_Saved entries_.
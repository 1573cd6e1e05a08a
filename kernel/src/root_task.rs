//! Root-task bootstrap (spec §6): seeds the root PD's self-capability,
//! creates its root EC and SC, initializes the per-boot singletons the
//! syscall handlers depend on, and builds the HIP the root EC reads to
//! learn the object-space/event/CPU geometry it is running under.
//!
//! Called once, as the last step of early boot, right before the
//! scheduler runs for the first time. There is no capability to present
//! for the very first PD (`captab::pd::Pd::bootstrap_root`'s own doc
//! comment); this publishes a self-referential one directly instead of
//! going through `captab::pd::create_pd`, then uses the normal factory
//! calls for everything downstream of it.

use alloc::boxed::Box;
use alloc::vec::Vec;
use core::ptr::NonNull;

use captab::capability::{Capability, perm};
use captab::ec::{Ec, create_ec};
use captab::object::{EcSubKind, ObjectKind};
use captab::pd::Pd;
use captab::sc::{PRIORITY_LEVELS, create_sc};
use utils::collections::id::Id;

use crate::hip::{Hip, HipCpuDesc, HipExtent};

/// Selector the root PD holds a capability to itself at. Every bootstrap
/// factory call below uses this as both `requestor_sel` and
/// `owner_pd_sel`.
const SELF_SEL: Id = Id(0);
const ROOT_EC_SEL: Id = Id(1);
const ROOT_SC_SEL: Id = Id(2);

/// The default priority and budget the root task's first SC runs with.
/// The root task is free to create narrower ones for its children once
/// running; these just need to be valid, not meaningful.
const ROOT_PRIORITY: u8 = PRIORITY_LEVELS / 2;
const ROOT_BUDGET: u64 = 10_000;

/// Bootstrap parameters only the early boot sequence can supply.
pub struct BootInfo {
    pub kernel_image: HipExtent,
    pub console: HipExtent,
    pub root_task: HipExtent,
    pub root_task_entry: usize,
    pub boot_cpu: usize,
    pub cpus: Vec<HipCpuDesc>,
}

/// Creates the root PD, its root EC/SC, and the HIP describing them.
/// Returns the root PD and the built HIP; the caller publishes the HIP
/// wherever the root EC expects to find it (spec §6) and hands off to
/// the scheduler.
pub fn init(info: BootInfo) -> (NonNull<Pd>, Hip) {
    let root = NonNull::from(Box::leak(Box::new(Pd::bootstrap_root())));
    let root_ref = unsafe { root.as_ref() };

    let self_cap = Capability::new(NonNull::from(root_ref.header()), perm::PD);
    root_ref
        .obj_space
        .publish(SELF_SEL, self_cap)
        .expect("root object space is empty at boot");

    crate::pd_table::register(root, 0);
    crate::power::set_root(root);
    crate::dma_root::init();

    create_ec(
        root_ref,
        SELF_SEL,
        SELF_SEL,
        ROOT_EC_SEL,
        EcSubKind::Global,
        info.boot_cpu,
        None,
    )
    .expect("root EC creation cannot fail against a freshly seeded object space");

    let root_ec = root_ref
        .obj_space
        .lookup(ROOT_EC_SEL)
        .validate(ObjectKind::Ec, perm::EC)
        .expect("just published")
        .cast::<Ec>();
    unsafe { root_ec.as_ref() }.with_frame_mut(|frame| frame.rip = info.root_task_entry as u64);

    create_sc(
        root_ref,
        SELF_SEL,
        ROOT_EC_SEL,
        ROOT_SC_SEL,
        info.boot_cpu,
        ROOT_PRIORITY,
        ROOT_BUDGET,
    )
    .expect("root SC creation cannot fail against a freshly seeded object space");

    let root_sc = root_ref
        .obj_space
        .lookup(ROOT_SC_SEL)
        .validate(ObjectKind::Sc, perm::SC)
        .expect("just published")
        .cast();
    scheduler::remote_enqueue(info.boot_cpu, root_sc);

    let hip = Hip::build(info.kernel_image, info.console, info.root_task, &info.cpus);
    (root, hip)
}
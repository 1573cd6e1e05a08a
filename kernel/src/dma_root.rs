//! Supplies `assign_dev` with the two things `memspace::Space` doesn't
//! carry itself: a literal physical page-table root to hand the IOMMU and
//! an allocated stream domain id (SDID).
//!
//! `memspace::Space` is a software-only permission map (see its own doc
//! comment: "building and walking the actual hardware page-table format
//! ... is left to the virtualization engine"); a DMA space has no
//! hardware root of its own until something is asked to program one.
//! Mirrors `drivers::iommu`'s own stance that the invalidation-queue wire
//! format is out of scope: this allocates a single zeroed page as a
//! placeholder root rather than building a real IOMMU page-table walker,
//! recorded as an Open Question resolution in DESIGN.md.

use utils::collections::id::{Id, tracker::IdTracker};
use utils::mem::{PhysAddr, memset};
use utils::sync::spinlock::SpinLock;

use captab::error::{KernelError, KernelResult};

/// SDIDs are a 16-bit hardware-visible domain id on most IOMMUs; reserve
/// the low half of that space here.
const SDID_POOL_END: usize = 0x7fff;

static SDID_ALLOCATOR: SpinLock<IdTracker> = SpinLock::new(IdTracker::uninit());

/// Initializes the SDID pool. Must be called exactly once during boot,
/// before the first `assign_dev` syscall; mirrors
/// `hypervisor::svm::Svm::start`'s `init_asid_allocator` step for the
/// same reason (the backing bitmap allocates, so it can't be `const`).
pub fn init() {
    *SDID_ALLOCATOR.lock() = IdTracker::new(Id(0)..Id(SDID_POOL_END));
}

/// Allocates a fresh SDID and a zeroed placeholder physical page to serve
/// as a DMA space's IOMMU context-table root.
pub fn allocate(sdid_out: &mut usize) -> KernelResult<PhysAddr> {
    let id = SDID_ALLOCATOR.lock().allocate().map_err(|_| KernelError::BadDev)?;
    *sdid_out = id.0;

    let page = pmm::get().allocate(1, 1).map_err(|_| KernelError::MemObj)?;
    let mapped = page.add_hhdm_offset();
    unsafe { memset(mapped.0 as *mut u8, 0, arch::BASIC_PAGE_SIZE) };

    Ok(page)
}
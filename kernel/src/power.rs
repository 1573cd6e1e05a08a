//! Root-PD-only platform power control (spec §6 `ctrl_hw`). ACPI sleep
//! transitions themselves are out of scope (spec.md's Non-goals exclude
//! the ACPI subsystem this build carries only for MADT/MCFG discovery);
//! this module just gatekeeps the syscall to the one PD allowed to ask
//! and reports that the feature isn't built, per spec's `BAD_FTR` status.

use core::ptr::NonNull;
use core::sync::atomic::{AtomicUsize, Ordering};

use captab::error::{KernelError, KernelResult};
use captab::pd::Pd;

static ROOT_PD: AtomicUsize = AtomicUsize::new(0);

/// Records `pd` as the root PD. Called exactly once at boot, right after
/// `Pd::bootstrap_root` creates it.
pub fn set_root(pd: NonNull<Pd>) {
    ROOT_PD.store(pd.as_ptr().addr(), Ordering::Release);
}

#[must_use]
pub fn is_root(pd: NonNull<Pd>) -> bool {
    ROOT_PD.load(Ordering::Acquire) == pd.as_ptr().addr()
}

/// Handles `ctrl_hw`'s sleep-transition request. Always `BadFtr`: this
/// build has no ACPI `\_S5`-style sleep-state machinery, only the MADT
/// discovery the legacy boot path already runs.
pub fn request_sleep(requestor: NonNull<Pd>) -> KernelResult<()> {
    if !is_root(requestor) {
        return Err(KernelError::BadHyp);
    }
    Err(KernelError::BadFtr)
}

#[cfg(test)]
mod tests {
    use super::*;
    use alloc::boxed::Box;

    #[test]
    fn non_root_pd_is_rejected_before_checking_feature_support() {
        let root = NonNull::from(Box::leak(Box::new(Pd::bootstrap_root())));
        set_root(root);

        let other = NonNull::from(Box::leak(Box::new(Pd::bootstrap_root())));
        assert_eq!(request_sleep(other), Err(KernelError::BadHyp));
    }

    #[test]
    fn root_pd_gets_bad_ftr() {
        let root = NonNull::from(Box::leak(Box::new(Pd::bootstrap_root())));
        set_root(root);
        assert_eq!(request_sleep(root), Err(KernelError::BadFtr));
    }
}
mod pat;

/// The number of entries per page table
pub const ENTRIES_PER_TABLE: usize = 512;

/// The possible page sizes that can be used
#[derive(Debug, Clone, Copy)]
pub enum PageSize {
    /// 4KB page
    Size4KB = 0,
    /// 2MB page
    Size2MB = 1,
    /// 1GB page
    Size1GB = 2,
    #[cfg(feature = "paging_4")]
    Max = 3,
    #[cfg(feature = "paging_5")]
    Max = 4,
}

/// An entry in a page table
#[repr(C)]
#[derive(Debug)]
pub struct Entry(usize);

/// A page table
#[repr(C, align(4096))]
#[derive(Debug)]
pub struct PageTable([Entry; ENTRIES_PER_TABLE]);

#[allow(dead_code)]
impl Entry {
    /// Keep all flags as off
    pub const FLAGS_NONE: usize = 0;
    /// Present bit (`0`):
    /// - If `1` the page is present.
    /// - If `0` the page isn't present, and accessing it would cause a PF
    pub const FLAG_P: usize = 1 << 0;
    /// Read/write bit (`1`):
    /// - If `1` any address this page maps is writeable and readable
    /// - If `0` any address this page maps is read-only
    pub const FLAG_RW: usize = 1 << 1;
    /// User/supervisor bit (`2`):
    /// - If `1` any address this page maps is accessible from user mode
    /// - If `0` any address this page maps is accessible only from kernel mode
    pub const FLAG_US: usize = 1 << 2;
    /// Page-level write-through bit (`3`):
    /// - If `1` the page is write-through
    /// - If `0` the page is write-back
    pub const FLAG_PWT: usize = 1 << 3;
    /// Page-level cache disable bit (`4`):
    /// - If `1` the page is not cacheable
    /// - If `0` the page is cacheable
    pub const FLAG_PCD: usize = 1 << 4;
    /// Accessed bit (`5`):
    /// - If `1` the page has been accessed (read from or written to)
    /// - If `0` the page has not been accessed
    pub const FLAG_A: usize = 1 << 5;
    /// Dirty bit (`6`):
    /// - If `1` the page has been written to
    /// - If `0` the page has not been written to
    pub const FLAG_D: usize = 1 << 6;
    /// Page size bit (`7`):
    /// - If `1` the page is 2MB
    /// - If `0` the page is 4KB
    pub const FLAG_PS: usize = 1 << 7;
    /// Global bit (`8`):
    /// - If `1` the CPU won't update the associated address when the TLB is flushed
    /// - If `0` the CPU will update the associated address when the TLB is flushed
    pub const FLAG_G: usize = 1 << 8;
    /// Ignored bits (`9-11`) on AMD:
    /// Ignored bits (`9-10`) on Intel:
    pub const RESERVED: usize = 1 << 9;
    /// HLAT paging bit (`12` Intel only):
    #[cfg(feature = "intel")]
    pub const HLAT: usize = 1 << 11;
    /// PAT bit (`12`) (on PDPE!)
    pub const FLAG_1GB_PAT: usize = 1 << 12;
    /// PAT bit (`7`) (on PTE!)
    pub const FLAG_4KB_PAT: usize = 1 << 7;
    /// Execute disable bit (`63`):
    /// - If `1` the page is not executable
    /// - If `0` the page is executable
    pub const FLAG_XD: usize = 1 << 63;

    /// A custom flag to mark the entry as taken - meaning that the entry is no free, but isn't
    /// present (ie. not useable yet).
    /// It will become present when the entry is activated, so we can lazily map the page.
    pub const FLAG_TAKEN: usize = 1 << 9;

    /// When lazily mapping a page, we can't pass information regarding the size of the page we
    /// want to map.
    /// So we need to set this flag to mark the entry as a "last entry" in the page table, and now
    /// that we know the last level we can combine that with the `PS` flag to determine the size
    pub const FLAG_LAST_ENTRY: usize = 1 << 10;

    /// Set a flag on
    const fn set_flag(&mut self, flag: usize) {
        self.0 |= flag;
    }

    /// Set a flag off
    const fn clear_flag(&mut self, flag: usize) {
        self.0 &= !flag;
    }

    /// Returns `true` if the given flag is set, `false` otherwise
    const fn is_flag_set(&self, flag: usize) -> bool {
        (self.0 & flag) != 0
    }

    /// Sets the entry's address to the given physical address
    const fn set_addr(&mut self, addr: PhysAddr) {
        // Mask the address to make sure it's aligned
        assert!(addr.0.trailing_zeros() >= 12, "Address is not aligned");

        self.0 |= addr.0;
    }

    /// Returns the entry's physical address
    const fn get_addr(&self) -> PhysAddr {
        // Possibly mask this address
        PhysAddr(self.0 & !0xFFF)
    }

    fn next_level_table(&mut self) -> &mut PageTable {
        let ptr: *mut PageTable = self.get_addr().add_hhdm_offset().into();

        unsafe {
            ptr.cast::<PageTable>()
                .as_mut()
                .expect("Failed to get next level table")
        }
    }

    /// Sets the given flags on and marks the entry as "taken".
    /// The reset of the initializiation will be done later when the entry is activated
    ///
    /// NOTE: As already mentioned, this isn't the same as "present".
    fn take(&mut self, flags: usize, page_size: PageSize) {
        assert!(
            !self.is_flag_set(Self::FLAG_TAKEN),
            "Entry is already taken"
        );
        assert!(!self.is_flag_set(Self::FLAG_P), "Entry is already present");

        self.set_flag(flags);
        self.set_flag(page_size.flag());
        self.set_flag(Self::FLAG_TAKEN);
        self.set_flag(Self::FLAG_LAST_ENTRY);

        let phys_addr = pmm::get()
            .allocate(NonZero::new(1).unwrap(), NonZero::new(1).unwrap())
            .expect("Failed to allocate page");

        self.set_addr(phys_addr);
        self.set_flag(Self::FLAG_P);
        // XXX: Maybe need to memset to 0?
        // set the taken bit
        // set the other requested flags
    }

    /// Activates a "taken" entry.
    ///
    /// Most setting up was already done by `take()`, all we need to do now is allocate a physical
    /// page and map the virtual address to it, as well as set the `present` bit.
    fn activate_taken(&mut self) {
        assert!(self.is_flag_set(Self::FLAG_TAKEN), "Entry is not taken");
        assert!(!self.is_flag_set(Self::FLAG_P), "Entry is already present");

        let phys_addr = pmm::get()
            .allocate(NonZero::new(1).unwrap(), NonZero::new(1).unwrap())
            .expect("Failed to allocate page");

        self.set_addr(phys_addr);
        self.set_flag(Self::FLAG_P);
    }

    /// Immediately maps the entry to the given physical address with the given flags.
    unsafe fn map(&mut self, phys_addr: PhysAddr, flags: usize, page_size: PageSize) {
        assert!(!self.is_flag_set(Self::FLAG_P), "Entry is not present");
        assert!(
            !self.is_flag_set(Self::FLAG_TAKEN),
            "Entry is already taken"
        );

        self.set_addr(phys_addr);
        self.set_flag(flags);
        self.set_flag(page_size.flag());
        self.set_flag(Self::FLAG_P);
        self.set_flag(Self::FLAG_LAST_ENTRY);
    }

    /// Marks the entry as not present and frees the physical page if the entry was activated not
    /// manually (ie. activated using a call to `activate`).
    fn release(&mut self) {
        assert!(self.is_flag_set(Self::FLAG_P), "Entry is not present");

        // If the entry was "taken" (ie. it was "activated" and not just mapped), we need to free
        // the physical page allocated to it
        if self.is_flag_set(Self::FLAG_TAKEN) {
            let phys_addr = self.get_addr();
            unsafe {
                pmm::get()
                    .free(phys_addr, NonZero::new(1).unwrap())
                    .expect("Failed to free page");
            }

            self.clear_flag(Self::FLAG_TAKEN);
        }

        self.clear_flag(Self::FLAG_P);
    }
}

_Problem to work on_.
Give back the records word for word. Start at the first line, end at the line containing "right before the", and include both.

_Problem solution_.
repository 1573cd6e1e05a08a
filename kernel/src/root_task.rs
//! Root-task bootstrap (spec §6): seeds the root PD's self-capability,
//! creates its root EC and SC, initializes the per-boot singletons the
//! syscall handlers depend on, and builds the HIP the root EC reads to
//! learn the object-space/event/CPU geometry it is running under.
//!
//! Called once, as the last step of early boot, right before the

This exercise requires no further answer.